● **TASK DESCRIPTION**
Find the string "registering" in the records. Copy every line it appears in.

● **RECORDED INFORMATION**
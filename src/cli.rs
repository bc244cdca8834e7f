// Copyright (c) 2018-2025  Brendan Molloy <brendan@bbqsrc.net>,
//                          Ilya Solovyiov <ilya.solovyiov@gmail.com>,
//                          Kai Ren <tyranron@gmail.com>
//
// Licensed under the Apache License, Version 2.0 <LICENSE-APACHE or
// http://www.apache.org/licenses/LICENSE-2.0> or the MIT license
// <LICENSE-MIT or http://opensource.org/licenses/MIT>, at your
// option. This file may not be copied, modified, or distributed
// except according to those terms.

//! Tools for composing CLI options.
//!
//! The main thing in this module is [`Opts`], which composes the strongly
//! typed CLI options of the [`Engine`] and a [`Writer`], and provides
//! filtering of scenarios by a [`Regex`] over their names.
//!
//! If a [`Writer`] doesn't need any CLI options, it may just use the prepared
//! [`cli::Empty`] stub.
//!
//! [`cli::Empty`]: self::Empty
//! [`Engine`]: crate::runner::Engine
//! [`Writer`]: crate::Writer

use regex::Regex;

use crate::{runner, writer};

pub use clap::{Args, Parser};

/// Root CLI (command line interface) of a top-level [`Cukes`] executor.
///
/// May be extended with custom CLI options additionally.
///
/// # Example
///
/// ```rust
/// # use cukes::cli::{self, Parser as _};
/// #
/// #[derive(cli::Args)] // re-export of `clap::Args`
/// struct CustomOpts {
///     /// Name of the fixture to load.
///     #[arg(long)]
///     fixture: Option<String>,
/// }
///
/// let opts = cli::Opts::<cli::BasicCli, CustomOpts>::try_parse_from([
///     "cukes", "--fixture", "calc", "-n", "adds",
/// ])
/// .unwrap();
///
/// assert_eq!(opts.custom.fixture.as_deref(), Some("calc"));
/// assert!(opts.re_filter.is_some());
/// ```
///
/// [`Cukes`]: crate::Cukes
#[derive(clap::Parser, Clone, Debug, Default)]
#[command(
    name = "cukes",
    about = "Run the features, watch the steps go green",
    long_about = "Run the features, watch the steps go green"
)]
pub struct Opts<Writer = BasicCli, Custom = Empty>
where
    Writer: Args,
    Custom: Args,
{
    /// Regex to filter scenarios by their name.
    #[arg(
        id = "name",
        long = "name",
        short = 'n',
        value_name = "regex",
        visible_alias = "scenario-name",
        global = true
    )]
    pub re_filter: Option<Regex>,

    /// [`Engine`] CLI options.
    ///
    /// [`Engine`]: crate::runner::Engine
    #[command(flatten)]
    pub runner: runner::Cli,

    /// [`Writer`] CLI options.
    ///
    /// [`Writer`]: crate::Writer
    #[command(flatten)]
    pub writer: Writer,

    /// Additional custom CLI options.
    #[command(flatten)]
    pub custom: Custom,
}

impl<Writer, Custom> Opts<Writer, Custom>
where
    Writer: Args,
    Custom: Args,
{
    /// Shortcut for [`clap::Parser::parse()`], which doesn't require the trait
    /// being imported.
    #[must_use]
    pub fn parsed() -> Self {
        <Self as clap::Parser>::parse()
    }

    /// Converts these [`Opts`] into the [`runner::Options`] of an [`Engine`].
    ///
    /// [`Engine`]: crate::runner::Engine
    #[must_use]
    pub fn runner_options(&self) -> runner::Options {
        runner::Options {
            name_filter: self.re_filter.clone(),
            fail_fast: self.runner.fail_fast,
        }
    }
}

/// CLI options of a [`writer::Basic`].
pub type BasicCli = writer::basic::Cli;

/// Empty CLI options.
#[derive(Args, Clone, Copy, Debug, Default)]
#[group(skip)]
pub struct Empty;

---

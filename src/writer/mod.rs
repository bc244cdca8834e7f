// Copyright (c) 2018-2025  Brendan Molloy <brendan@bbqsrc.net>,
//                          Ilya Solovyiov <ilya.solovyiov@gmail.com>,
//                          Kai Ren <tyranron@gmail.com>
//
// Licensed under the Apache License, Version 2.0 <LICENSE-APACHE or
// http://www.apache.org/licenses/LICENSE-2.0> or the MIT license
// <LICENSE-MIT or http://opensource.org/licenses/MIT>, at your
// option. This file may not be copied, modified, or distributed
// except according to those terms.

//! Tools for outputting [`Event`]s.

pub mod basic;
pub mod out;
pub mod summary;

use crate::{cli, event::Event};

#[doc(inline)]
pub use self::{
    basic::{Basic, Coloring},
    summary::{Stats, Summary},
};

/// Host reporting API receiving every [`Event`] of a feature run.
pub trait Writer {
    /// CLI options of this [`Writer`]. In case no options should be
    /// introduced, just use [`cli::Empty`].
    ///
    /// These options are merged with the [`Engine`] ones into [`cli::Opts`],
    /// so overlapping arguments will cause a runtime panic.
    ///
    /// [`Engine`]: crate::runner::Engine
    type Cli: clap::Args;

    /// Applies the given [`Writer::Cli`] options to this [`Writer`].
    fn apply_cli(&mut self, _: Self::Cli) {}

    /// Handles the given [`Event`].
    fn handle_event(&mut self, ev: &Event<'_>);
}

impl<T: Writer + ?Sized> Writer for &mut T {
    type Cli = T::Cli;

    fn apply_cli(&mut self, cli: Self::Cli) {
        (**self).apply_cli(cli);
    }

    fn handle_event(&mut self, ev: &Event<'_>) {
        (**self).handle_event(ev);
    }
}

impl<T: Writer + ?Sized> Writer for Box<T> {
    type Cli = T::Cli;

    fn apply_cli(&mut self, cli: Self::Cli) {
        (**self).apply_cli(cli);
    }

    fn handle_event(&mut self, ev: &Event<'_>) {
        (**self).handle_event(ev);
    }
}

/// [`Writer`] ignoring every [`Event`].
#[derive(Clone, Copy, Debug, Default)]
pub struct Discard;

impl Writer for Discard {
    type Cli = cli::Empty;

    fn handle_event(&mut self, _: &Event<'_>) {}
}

* * *

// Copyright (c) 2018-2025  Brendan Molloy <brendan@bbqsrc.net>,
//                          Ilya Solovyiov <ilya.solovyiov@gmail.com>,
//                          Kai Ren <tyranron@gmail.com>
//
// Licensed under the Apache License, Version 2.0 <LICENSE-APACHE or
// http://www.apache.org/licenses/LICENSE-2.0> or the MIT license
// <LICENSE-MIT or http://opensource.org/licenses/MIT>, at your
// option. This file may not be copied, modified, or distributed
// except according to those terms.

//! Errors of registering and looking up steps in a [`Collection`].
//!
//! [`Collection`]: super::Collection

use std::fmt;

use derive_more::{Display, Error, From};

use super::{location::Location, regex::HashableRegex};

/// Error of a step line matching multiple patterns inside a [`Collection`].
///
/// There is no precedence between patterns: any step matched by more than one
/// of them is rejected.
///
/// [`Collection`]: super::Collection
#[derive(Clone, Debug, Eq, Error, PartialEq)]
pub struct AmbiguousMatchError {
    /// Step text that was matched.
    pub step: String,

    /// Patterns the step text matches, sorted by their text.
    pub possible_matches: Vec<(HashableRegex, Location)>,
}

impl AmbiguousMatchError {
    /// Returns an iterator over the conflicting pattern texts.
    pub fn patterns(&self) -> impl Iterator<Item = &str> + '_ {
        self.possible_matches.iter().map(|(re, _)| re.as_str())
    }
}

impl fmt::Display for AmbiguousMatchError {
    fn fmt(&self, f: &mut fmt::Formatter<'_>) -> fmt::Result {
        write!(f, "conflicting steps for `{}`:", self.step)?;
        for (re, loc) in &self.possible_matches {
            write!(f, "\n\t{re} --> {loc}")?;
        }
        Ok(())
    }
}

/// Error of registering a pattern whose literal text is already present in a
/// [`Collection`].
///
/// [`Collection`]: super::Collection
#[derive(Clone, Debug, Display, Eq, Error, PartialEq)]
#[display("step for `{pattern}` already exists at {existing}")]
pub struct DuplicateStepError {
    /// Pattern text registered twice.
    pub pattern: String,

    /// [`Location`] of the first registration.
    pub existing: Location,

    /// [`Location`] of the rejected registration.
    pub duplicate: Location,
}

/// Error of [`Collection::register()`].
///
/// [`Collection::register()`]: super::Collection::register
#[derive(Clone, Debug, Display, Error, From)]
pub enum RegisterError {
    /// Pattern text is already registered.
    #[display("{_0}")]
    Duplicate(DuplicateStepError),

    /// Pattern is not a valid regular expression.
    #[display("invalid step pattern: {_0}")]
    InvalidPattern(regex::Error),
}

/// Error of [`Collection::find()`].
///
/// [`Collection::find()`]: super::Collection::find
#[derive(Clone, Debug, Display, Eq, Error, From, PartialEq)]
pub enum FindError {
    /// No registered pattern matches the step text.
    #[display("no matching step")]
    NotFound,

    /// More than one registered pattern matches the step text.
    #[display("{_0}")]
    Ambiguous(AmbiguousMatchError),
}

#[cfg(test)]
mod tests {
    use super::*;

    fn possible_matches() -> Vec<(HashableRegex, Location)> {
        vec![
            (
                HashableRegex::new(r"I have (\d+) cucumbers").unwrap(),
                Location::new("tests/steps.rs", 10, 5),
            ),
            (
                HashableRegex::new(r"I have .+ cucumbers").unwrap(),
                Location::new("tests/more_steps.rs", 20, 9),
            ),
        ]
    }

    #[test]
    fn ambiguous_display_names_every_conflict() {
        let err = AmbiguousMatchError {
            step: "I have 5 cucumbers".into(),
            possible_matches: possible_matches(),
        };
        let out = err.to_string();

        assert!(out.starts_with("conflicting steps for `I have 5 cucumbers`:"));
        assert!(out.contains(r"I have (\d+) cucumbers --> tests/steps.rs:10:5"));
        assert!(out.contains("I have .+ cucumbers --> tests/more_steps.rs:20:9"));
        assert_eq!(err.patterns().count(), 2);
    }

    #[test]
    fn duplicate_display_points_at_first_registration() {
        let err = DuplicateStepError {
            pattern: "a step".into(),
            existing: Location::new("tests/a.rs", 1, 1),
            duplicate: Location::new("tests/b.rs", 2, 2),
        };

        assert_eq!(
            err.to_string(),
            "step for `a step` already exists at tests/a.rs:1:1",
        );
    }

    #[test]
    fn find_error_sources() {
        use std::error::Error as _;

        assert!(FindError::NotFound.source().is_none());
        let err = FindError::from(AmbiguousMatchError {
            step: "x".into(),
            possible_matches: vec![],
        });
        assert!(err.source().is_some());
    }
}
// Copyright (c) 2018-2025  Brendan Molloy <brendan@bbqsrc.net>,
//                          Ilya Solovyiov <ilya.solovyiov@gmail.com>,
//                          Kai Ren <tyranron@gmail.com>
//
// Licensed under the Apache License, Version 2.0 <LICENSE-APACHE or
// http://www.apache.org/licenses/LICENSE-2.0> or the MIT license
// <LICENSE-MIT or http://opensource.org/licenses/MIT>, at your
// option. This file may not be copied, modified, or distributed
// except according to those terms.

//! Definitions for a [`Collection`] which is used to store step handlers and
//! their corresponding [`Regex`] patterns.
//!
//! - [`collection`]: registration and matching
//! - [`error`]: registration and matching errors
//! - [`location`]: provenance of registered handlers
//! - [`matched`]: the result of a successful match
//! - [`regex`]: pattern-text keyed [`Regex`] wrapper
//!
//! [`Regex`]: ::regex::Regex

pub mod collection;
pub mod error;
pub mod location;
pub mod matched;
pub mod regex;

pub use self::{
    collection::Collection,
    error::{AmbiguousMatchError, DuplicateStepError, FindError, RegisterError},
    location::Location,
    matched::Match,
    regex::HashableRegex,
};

● **TASK RESULT**
//! Errors of registering and looking up steps in a [`Collection`].
/// Error of registering a pattern whose literal text is already present in a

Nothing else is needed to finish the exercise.